::: DATA FOR REVIEW

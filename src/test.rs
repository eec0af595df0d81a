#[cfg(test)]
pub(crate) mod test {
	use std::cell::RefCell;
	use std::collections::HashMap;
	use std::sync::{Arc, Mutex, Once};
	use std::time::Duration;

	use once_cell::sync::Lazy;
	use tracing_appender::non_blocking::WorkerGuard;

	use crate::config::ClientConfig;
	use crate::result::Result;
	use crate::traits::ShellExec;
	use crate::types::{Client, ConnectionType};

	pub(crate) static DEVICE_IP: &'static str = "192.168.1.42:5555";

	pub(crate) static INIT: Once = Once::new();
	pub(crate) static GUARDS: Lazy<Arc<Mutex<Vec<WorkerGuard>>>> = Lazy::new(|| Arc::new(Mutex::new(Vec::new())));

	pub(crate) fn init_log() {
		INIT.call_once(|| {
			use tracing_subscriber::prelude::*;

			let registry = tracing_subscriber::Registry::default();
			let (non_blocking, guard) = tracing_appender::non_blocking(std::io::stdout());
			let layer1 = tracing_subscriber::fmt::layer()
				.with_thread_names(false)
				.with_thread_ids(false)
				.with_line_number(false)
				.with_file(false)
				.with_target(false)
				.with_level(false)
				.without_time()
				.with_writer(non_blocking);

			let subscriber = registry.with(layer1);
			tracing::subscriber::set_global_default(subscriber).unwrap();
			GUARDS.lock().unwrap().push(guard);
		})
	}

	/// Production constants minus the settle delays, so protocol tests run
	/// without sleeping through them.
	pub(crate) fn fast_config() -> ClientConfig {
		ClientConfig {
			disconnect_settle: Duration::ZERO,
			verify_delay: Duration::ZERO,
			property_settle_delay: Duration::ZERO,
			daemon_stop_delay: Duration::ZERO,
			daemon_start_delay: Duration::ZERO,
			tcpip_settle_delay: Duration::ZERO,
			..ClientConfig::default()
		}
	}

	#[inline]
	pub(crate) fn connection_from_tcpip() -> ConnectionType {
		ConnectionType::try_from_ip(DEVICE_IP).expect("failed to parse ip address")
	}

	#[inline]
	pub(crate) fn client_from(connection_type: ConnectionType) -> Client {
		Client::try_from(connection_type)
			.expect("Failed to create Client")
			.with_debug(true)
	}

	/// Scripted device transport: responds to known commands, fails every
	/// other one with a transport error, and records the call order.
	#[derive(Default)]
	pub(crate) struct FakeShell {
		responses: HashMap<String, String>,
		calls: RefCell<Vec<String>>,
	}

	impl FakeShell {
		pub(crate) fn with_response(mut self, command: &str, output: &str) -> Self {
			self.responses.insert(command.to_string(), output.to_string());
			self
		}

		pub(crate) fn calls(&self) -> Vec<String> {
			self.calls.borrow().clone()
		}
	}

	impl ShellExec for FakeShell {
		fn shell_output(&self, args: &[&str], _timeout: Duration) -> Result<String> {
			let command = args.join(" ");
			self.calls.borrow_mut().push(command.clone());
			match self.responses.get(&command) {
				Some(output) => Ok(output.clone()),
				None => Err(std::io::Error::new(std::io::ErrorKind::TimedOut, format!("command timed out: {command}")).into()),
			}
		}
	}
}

::::::

--- REQUIRED ACTION ---
Wherever a line of the data holds "static", copy that line.

--- TASK RESULT ---
	pub(crate) static DEVICE_IP: &'static str = "192.168.1.42:5555";
	pub(crate) static INIT: Once = Once::new();
	pub(crate) static GUARDS: Lazy<Arc<Mutex<Vec<WorkerGuard>>>> = Lazy::new(|| Arc::new(Mutex::new(Vec::new())));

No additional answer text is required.